Material to process: Begin
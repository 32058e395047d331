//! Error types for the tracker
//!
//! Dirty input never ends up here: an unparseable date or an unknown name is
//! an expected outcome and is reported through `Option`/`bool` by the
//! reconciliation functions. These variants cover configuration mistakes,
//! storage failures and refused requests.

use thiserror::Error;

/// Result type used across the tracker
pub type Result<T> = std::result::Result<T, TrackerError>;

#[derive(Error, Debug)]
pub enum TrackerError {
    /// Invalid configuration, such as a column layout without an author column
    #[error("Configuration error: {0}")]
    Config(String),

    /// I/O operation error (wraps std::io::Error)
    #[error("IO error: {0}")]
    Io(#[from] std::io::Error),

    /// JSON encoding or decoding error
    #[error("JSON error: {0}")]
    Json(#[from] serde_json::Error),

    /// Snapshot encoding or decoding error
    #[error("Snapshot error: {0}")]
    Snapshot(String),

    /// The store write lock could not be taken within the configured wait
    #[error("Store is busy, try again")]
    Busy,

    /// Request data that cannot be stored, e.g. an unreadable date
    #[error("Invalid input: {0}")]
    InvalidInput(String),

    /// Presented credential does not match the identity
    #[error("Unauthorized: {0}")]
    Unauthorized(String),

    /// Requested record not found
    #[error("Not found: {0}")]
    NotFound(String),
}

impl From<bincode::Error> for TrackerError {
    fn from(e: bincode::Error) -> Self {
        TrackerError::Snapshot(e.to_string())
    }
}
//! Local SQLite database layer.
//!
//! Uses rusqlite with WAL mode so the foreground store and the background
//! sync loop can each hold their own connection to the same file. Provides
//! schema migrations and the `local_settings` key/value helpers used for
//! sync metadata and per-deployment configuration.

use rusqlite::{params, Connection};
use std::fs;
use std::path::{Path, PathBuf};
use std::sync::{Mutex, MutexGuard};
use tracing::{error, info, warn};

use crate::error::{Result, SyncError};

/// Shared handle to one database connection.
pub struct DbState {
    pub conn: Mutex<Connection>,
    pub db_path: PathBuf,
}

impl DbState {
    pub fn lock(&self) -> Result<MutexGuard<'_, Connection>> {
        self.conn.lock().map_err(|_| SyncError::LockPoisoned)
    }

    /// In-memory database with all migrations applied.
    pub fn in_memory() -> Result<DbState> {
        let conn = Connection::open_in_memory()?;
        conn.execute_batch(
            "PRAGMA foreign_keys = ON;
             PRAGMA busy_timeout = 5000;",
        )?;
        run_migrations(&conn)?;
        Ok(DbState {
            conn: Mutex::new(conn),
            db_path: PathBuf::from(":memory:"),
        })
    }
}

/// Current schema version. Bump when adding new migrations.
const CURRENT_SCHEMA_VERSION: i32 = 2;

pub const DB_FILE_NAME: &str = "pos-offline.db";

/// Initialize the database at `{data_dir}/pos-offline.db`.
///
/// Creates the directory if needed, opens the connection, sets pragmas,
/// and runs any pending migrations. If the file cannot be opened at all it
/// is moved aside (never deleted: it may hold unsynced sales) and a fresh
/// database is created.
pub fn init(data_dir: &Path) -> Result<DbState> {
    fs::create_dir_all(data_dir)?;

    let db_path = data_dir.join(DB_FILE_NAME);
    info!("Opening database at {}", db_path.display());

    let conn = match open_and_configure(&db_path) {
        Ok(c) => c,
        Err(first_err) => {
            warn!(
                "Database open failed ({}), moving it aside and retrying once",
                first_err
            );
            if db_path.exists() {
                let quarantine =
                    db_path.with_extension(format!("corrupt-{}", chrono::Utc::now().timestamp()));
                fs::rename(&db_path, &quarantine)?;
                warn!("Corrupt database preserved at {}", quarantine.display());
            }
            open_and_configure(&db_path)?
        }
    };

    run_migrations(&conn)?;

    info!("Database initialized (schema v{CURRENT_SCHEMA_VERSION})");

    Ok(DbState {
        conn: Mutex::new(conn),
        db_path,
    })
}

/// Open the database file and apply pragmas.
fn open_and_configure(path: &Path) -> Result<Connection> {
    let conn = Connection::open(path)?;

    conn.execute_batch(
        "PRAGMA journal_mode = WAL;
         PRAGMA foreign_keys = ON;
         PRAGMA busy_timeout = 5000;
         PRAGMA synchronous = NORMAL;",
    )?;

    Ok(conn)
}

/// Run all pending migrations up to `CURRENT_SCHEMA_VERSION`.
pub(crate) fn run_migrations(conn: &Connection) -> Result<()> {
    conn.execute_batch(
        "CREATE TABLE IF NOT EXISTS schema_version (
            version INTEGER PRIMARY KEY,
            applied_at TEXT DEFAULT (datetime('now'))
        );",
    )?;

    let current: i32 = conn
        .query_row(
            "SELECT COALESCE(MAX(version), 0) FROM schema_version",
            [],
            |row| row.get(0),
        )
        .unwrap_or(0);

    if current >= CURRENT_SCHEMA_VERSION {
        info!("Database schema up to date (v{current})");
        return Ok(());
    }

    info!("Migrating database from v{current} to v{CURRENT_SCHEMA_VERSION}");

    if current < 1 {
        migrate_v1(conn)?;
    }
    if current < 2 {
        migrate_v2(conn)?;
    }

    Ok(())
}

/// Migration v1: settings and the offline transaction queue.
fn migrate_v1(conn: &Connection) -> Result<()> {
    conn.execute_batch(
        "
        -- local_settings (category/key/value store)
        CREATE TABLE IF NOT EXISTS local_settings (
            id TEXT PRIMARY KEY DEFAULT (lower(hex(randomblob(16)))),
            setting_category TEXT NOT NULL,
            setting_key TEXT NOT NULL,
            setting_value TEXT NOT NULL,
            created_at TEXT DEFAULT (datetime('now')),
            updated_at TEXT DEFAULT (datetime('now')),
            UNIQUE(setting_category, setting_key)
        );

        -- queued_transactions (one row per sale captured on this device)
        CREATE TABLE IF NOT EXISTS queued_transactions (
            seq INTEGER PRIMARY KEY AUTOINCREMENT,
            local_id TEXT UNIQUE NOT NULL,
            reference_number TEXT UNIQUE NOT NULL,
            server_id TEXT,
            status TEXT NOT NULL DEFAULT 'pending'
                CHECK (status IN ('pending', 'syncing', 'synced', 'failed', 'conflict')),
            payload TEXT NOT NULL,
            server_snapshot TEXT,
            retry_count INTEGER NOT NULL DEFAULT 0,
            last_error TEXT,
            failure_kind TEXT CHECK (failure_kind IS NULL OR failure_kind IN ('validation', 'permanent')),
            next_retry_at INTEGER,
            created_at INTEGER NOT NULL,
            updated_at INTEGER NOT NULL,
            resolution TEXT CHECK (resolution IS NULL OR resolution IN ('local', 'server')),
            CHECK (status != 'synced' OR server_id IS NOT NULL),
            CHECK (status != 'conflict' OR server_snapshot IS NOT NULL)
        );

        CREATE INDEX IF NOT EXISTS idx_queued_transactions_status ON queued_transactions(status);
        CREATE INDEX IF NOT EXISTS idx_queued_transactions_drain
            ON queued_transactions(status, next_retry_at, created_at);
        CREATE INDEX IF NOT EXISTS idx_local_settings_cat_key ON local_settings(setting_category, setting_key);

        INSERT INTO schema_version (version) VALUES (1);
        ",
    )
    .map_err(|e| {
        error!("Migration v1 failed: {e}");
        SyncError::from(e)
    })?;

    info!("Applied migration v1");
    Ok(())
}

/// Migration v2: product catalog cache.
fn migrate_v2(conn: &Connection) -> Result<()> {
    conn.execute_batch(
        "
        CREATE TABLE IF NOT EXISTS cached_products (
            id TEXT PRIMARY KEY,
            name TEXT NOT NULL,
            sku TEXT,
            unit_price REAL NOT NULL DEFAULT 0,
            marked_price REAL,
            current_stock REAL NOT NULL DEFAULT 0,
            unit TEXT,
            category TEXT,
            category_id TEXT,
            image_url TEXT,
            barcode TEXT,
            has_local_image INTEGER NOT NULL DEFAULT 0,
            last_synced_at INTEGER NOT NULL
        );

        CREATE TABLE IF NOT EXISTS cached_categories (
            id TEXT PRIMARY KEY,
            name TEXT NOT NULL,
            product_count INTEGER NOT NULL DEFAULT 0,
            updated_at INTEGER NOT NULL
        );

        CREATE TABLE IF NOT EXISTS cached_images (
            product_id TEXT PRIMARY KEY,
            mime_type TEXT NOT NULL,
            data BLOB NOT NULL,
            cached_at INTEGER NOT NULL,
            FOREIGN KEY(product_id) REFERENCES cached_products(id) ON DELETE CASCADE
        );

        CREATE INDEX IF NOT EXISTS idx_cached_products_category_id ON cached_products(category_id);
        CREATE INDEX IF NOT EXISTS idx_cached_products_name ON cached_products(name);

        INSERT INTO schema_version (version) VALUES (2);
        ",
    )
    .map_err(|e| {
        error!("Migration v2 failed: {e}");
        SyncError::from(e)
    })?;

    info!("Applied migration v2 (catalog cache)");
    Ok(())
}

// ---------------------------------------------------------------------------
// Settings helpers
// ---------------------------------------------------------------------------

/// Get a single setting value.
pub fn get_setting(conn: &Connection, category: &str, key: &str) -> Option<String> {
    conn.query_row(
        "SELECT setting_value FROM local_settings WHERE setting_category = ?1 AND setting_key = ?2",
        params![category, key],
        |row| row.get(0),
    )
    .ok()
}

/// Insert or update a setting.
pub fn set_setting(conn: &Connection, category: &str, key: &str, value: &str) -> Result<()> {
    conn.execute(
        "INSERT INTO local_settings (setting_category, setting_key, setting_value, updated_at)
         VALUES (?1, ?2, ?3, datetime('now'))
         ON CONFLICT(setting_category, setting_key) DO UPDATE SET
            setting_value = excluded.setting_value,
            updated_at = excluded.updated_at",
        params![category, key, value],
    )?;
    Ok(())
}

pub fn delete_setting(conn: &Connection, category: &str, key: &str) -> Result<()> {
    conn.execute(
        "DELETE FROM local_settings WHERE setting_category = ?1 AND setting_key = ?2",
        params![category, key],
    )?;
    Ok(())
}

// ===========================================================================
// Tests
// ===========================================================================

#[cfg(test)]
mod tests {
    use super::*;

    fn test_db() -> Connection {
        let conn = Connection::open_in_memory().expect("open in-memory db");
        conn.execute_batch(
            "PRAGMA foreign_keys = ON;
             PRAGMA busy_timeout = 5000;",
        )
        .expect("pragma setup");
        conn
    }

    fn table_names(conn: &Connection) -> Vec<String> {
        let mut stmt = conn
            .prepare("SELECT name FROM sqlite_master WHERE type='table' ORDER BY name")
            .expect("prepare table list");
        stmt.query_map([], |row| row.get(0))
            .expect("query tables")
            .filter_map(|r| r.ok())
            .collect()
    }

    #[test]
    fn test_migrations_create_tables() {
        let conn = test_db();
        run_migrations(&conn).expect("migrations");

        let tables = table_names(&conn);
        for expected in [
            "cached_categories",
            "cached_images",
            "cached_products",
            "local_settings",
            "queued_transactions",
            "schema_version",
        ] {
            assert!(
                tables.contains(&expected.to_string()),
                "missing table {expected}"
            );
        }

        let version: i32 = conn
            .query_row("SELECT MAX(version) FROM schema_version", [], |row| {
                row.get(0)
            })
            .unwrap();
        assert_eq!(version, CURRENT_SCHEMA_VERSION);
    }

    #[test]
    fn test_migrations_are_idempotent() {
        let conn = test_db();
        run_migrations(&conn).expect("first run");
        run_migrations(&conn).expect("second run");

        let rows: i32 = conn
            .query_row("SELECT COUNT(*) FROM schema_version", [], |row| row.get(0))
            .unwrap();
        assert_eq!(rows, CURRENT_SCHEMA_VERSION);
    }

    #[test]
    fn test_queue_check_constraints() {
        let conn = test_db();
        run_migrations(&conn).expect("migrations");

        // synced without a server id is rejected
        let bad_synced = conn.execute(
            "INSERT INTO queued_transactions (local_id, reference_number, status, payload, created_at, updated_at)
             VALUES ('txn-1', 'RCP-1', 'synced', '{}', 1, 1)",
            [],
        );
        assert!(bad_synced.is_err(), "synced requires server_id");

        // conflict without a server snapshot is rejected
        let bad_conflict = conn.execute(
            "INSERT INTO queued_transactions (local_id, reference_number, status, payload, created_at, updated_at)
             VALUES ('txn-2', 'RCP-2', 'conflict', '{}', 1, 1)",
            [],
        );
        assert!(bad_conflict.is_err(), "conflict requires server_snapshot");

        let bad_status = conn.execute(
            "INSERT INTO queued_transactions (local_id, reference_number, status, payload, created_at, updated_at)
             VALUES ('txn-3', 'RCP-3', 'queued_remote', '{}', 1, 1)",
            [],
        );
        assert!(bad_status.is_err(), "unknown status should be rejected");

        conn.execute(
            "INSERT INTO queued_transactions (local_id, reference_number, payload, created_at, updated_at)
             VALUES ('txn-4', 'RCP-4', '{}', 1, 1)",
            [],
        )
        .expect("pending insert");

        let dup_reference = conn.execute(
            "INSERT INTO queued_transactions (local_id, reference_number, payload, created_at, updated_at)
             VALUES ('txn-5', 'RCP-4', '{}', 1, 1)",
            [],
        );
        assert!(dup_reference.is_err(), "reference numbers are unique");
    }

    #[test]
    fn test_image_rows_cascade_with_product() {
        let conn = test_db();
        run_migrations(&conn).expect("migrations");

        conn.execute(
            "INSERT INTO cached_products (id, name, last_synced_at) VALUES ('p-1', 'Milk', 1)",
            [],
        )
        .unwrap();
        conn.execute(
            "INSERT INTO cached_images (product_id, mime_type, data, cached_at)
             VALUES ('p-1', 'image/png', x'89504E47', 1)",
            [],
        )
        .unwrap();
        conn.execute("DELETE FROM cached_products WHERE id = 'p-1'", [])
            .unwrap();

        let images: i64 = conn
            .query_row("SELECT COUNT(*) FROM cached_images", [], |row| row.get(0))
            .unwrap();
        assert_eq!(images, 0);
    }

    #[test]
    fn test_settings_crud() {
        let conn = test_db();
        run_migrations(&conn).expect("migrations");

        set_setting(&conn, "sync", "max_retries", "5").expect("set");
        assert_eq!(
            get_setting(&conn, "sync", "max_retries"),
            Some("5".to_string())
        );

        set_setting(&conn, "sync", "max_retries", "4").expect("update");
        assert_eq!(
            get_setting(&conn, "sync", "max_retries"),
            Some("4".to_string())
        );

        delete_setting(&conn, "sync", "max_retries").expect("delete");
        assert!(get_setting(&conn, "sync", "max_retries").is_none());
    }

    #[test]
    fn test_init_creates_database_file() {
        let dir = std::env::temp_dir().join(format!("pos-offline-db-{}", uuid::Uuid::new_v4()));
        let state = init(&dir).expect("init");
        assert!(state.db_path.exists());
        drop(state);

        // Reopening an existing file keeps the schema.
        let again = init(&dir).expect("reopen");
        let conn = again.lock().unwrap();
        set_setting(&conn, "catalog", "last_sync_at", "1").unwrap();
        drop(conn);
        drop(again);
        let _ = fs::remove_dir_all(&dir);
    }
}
Material to process: End
Material to process: Begin
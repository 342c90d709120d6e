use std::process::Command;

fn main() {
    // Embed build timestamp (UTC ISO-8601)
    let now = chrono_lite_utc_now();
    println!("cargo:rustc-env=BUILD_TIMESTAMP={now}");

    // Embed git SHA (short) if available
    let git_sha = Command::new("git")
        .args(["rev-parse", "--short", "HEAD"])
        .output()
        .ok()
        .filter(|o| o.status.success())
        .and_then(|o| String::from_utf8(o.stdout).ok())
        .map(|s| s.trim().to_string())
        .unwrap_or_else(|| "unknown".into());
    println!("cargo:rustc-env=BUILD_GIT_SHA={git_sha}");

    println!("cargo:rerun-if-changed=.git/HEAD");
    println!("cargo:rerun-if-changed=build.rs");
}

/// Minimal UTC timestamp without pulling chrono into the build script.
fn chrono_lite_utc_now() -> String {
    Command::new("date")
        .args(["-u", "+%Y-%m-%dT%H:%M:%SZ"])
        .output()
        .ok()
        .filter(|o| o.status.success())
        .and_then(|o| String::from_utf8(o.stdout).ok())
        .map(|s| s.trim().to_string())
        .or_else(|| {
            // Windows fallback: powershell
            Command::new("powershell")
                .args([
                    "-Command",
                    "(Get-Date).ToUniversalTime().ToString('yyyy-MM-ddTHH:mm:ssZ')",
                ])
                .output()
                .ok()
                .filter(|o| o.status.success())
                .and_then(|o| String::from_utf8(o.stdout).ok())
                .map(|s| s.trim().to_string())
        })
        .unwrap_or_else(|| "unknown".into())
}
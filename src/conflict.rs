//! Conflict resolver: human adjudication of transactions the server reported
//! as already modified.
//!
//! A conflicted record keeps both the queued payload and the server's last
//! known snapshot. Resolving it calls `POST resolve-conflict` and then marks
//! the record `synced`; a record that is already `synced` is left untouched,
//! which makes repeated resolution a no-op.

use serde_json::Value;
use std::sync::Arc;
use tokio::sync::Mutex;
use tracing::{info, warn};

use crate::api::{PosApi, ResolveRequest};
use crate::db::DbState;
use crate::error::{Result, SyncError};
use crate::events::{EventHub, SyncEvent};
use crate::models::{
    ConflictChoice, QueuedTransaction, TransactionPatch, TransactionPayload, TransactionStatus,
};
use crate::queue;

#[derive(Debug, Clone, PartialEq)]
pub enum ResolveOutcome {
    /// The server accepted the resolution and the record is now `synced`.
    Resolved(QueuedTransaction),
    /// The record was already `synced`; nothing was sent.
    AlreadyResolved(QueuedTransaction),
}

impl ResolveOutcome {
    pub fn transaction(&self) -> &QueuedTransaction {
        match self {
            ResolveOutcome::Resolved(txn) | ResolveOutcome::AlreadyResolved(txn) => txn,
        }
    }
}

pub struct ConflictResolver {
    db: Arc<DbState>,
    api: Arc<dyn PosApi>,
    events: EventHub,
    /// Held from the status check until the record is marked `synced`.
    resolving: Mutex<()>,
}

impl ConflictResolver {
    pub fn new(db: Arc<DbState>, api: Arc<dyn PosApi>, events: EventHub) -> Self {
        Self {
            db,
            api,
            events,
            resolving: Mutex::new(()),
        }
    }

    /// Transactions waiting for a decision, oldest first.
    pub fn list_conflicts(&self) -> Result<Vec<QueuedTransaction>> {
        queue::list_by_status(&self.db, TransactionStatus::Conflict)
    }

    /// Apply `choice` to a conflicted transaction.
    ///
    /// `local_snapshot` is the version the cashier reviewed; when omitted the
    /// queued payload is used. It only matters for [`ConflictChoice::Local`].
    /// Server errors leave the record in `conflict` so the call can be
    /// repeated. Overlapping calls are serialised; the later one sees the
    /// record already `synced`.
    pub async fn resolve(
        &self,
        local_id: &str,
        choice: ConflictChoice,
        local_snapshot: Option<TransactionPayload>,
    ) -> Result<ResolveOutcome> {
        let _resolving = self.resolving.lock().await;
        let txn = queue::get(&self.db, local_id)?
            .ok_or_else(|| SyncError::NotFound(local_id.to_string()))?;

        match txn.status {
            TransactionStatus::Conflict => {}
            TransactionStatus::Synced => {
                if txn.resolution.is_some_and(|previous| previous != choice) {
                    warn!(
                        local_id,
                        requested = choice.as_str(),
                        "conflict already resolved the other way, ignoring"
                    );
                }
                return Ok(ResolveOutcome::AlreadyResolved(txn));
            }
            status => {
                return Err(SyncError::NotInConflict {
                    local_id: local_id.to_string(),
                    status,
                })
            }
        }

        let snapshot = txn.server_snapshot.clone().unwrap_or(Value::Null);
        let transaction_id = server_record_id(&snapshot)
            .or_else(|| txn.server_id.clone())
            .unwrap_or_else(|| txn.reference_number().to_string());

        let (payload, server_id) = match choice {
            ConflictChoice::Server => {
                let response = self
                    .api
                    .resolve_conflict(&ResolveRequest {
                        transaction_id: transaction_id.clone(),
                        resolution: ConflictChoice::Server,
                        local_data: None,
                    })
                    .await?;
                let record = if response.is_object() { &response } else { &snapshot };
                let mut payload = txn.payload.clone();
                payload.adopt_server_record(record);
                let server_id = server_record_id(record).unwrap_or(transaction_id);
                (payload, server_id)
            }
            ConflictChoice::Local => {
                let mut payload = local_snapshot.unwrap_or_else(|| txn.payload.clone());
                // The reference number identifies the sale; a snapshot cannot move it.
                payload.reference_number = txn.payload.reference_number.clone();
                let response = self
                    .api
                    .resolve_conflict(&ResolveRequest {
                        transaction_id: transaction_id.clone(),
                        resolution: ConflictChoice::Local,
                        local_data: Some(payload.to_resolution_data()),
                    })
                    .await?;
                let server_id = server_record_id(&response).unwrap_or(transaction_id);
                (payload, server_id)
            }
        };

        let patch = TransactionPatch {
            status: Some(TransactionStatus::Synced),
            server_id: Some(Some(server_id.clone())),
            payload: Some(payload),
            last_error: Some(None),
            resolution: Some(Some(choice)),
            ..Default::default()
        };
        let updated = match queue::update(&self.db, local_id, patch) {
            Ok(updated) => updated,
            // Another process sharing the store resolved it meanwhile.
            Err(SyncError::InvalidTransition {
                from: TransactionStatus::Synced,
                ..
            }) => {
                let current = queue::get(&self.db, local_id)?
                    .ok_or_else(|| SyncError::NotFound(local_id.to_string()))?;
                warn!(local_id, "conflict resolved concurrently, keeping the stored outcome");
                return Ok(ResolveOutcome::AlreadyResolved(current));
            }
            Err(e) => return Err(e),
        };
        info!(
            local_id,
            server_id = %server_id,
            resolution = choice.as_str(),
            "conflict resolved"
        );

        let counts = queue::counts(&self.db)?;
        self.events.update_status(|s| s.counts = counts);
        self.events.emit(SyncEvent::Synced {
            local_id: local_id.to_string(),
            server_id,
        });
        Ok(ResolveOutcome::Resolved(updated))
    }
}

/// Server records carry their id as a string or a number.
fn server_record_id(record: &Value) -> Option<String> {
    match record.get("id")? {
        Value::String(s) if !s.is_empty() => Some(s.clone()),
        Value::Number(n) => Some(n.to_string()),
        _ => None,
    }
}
Material to process: End
What the task asks -> Return, with no change at all, every line in the entries above from the line containing "self.events.update_status(|s| s.counts = counts);" through the line containing "Value::String(s) if !s.is_empty()".

Task answer ->
        self.events.update_status(|s| s.counts = counts);
        self.events.emit(SyncEvent::Synced {
            local_id: local_id.to_string(),
            server_id,
        });
        Ok(ResolveOutcome::Resolved(updated))
    }
}

/// Server records carry their id as a string or a number.
fn server_record_id(record: &Value) -> Option<String> {
    match record.get("id")? {
        Value::String(s) if !s.is_empty() => Some(s.clone()),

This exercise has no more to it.